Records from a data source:

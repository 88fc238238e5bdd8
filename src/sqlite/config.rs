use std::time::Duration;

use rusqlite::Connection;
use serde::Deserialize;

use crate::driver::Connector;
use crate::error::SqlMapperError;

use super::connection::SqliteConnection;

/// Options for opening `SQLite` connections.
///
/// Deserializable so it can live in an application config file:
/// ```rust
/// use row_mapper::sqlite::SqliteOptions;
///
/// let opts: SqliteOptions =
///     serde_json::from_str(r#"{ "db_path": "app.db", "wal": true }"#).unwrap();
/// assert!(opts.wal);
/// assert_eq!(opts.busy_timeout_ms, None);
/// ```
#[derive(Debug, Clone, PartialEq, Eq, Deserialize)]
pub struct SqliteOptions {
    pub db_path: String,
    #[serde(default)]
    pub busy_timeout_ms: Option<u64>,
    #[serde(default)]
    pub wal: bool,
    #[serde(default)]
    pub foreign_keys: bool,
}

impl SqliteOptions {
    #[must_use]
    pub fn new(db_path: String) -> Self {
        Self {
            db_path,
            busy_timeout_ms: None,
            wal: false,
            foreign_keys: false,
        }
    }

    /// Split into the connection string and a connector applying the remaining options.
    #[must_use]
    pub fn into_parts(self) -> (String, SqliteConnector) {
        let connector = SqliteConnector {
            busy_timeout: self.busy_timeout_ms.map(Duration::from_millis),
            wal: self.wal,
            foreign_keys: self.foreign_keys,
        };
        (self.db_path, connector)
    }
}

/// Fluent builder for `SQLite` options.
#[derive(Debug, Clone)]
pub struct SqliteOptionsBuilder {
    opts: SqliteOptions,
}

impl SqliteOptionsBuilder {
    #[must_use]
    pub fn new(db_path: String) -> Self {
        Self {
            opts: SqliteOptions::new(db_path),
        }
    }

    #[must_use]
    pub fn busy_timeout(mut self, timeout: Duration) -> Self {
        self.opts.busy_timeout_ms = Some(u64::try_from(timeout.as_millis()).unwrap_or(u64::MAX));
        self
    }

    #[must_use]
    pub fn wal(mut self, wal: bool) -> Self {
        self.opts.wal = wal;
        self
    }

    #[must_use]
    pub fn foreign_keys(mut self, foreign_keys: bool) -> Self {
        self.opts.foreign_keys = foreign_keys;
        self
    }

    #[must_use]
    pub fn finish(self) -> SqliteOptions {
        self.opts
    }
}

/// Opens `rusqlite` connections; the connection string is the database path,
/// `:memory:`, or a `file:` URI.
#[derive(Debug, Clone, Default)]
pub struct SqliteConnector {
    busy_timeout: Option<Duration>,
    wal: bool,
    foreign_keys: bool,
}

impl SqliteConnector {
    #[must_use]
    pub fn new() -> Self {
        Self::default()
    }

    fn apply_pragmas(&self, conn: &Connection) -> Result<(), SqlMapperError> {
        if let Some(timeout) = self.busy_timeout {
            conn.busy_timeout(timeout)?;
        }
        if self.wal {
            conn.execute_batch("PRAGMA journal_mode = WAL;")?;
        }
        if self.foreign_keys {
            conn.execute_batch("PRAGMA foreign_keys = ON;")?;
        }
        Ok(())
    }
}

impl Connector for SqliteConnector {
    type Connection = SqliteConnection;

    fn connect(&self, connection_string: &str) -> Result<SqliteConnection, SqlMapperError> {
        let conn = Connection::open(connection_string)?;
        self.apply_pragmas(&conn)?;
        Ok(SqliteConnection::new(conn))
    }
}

...

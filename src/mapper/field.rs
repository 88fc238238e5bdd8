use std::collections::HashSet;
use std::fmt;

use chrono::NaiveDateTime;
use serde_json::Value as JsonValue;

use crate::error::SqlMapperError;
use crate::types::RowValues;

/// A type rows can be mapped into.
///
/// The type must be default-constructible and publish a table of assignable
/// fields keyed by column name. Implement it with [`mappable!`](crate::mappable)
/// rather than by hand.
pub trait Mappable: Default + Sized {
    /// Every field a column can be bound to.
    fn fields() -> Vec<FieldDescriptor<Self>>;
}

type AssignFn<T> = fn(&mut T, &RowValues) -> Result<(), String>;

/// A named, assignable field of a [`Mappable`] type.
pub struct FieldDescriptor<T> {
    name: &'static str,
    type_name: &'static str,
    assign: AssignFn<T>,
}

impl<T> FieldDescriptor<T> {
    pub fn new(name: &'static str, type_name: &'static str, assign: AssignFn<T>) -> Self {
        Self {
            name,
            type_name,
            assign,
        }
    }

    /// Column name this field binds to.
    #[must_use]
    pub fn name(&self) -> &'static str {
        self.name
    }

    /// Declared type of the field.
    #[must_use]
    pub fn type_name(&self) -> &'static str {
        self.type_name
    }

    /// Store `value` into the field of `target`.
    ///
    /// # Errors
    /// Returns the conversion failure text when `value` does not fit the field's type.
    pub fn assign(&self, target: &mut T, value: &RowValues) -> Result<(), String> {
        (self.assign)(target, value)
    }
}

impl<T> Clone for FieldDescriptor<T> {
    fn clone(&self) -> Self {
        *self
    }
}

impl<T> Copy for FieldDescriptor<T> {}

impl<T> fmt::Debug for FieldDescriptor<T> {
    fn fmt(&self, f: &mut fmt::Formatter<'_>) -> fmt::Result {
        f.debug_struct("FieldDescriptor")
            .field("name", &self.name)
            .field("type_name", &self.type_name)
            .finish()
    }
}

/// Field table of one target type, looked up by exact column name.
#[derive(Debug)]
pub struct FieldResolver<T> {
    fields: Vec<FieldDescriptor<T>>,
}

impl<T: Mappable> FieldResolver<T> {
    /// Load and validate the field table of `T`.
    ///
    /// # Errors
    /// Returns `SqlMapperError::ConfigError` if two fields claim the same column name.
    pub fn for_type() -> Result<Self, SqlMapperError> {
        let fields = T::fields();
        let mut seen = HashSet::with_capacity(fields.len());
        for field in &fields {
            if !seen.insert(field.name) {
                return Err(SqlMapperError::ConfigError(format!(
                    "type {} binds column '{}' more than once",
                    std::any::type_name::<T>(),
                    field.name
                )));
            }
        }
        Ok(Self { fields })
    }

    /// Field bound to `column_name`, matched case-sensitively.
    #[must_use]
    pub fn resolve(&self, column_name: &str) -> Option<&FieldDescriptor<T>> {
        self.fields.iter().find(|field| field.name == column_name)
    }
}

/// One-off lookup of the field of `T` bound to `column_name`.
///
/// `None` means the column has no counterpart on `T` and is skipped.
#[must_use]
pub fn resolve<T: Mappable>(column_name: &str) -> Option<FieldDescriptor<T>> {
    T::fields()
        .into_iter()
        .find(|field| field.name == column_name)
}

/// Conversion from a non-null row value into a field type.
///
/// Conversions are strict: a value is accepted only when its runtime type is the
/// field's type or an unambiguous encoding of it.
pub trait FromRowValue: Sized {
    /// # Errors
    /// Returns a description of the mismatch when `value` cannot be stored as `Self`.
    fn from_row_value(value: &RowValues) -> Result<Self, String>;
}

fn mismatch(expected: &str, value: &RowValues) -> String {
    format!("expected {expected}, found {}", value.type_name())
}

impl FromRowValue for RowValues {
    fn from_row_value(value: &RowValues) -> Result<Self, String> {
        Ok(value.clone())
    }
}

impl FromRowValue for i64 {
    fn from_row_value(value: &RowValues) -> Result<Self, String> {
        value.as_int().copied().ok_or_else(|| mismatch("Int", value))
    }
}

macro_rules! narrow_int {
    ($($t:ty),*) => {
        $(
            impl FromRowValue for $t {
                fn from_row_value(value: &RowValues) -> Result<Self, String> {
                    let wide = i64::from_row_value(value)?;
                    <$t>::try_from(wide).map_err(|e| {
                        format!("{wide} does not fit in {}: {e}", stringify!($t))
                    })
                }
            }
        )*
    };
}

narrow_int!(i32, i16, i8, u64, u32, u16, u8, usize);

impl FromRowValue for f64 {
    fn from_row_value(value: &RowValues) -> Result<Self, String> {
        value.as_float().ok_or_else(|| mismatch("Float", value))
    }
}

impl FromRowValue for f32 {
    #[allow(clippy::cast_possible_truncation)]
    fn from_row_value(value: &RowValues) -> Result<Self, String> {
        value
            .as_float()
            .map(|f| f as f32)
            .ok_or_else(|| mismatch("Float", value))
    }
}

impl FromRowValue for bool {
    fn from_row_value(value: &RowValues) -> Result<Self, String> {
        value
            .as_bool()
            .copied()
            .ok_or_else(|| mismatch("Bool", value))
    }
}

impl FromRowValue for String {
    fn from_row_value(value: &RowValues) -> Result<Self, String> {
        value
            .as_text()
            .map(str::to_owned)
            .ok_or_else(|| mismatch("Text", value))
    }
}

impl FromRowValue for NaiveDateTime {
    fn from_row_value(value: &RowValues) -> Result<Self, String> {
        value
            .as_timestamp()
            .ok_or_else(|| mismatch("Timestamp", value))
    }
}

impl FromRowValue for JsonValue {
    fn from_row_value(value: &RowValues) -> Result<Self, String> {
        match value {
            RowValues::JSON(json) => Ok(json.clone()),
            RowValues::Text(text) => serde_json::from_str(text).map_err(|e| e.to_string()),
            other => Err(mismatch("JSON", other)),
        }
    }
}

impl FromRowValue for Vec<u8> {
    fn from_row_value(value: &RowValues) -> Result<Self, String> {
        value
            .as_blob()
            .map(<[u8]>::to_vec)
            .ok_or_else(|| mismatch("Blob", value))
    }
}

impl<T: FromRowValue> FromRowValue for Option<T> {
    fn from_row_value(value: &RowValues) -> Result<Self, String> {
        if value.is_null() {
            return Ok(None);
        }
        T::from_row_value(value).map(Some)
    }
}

**ABOUT THIS TASK:** For each line in the data that contains the string "mismatch", give a copy of that line.

**EXERCISE RESPONSE:**
    /// Returns a description of the mismatch when `value` cannot be stored as `Self`.
fn mismatch(expected: &str, value: &RowValues) -> String {
        value.as_int().copied().ok_or_else(|| mismatch("Int", value))
        value.as_float().ok_or_else(|| mismatch("Float", value))
            .ok_or_else(|| mismatch("Float", value))
            .ok_or_else(|| mismatch("Bool", value))
            .ok_or_else(|| mismatch("Text", value))
            .ok_or_else(|| mismatch("Timestamp", value))
            other => Err(mismatch("JSON", other)),
            .ok_or_else(|| mismatch("Blob", value))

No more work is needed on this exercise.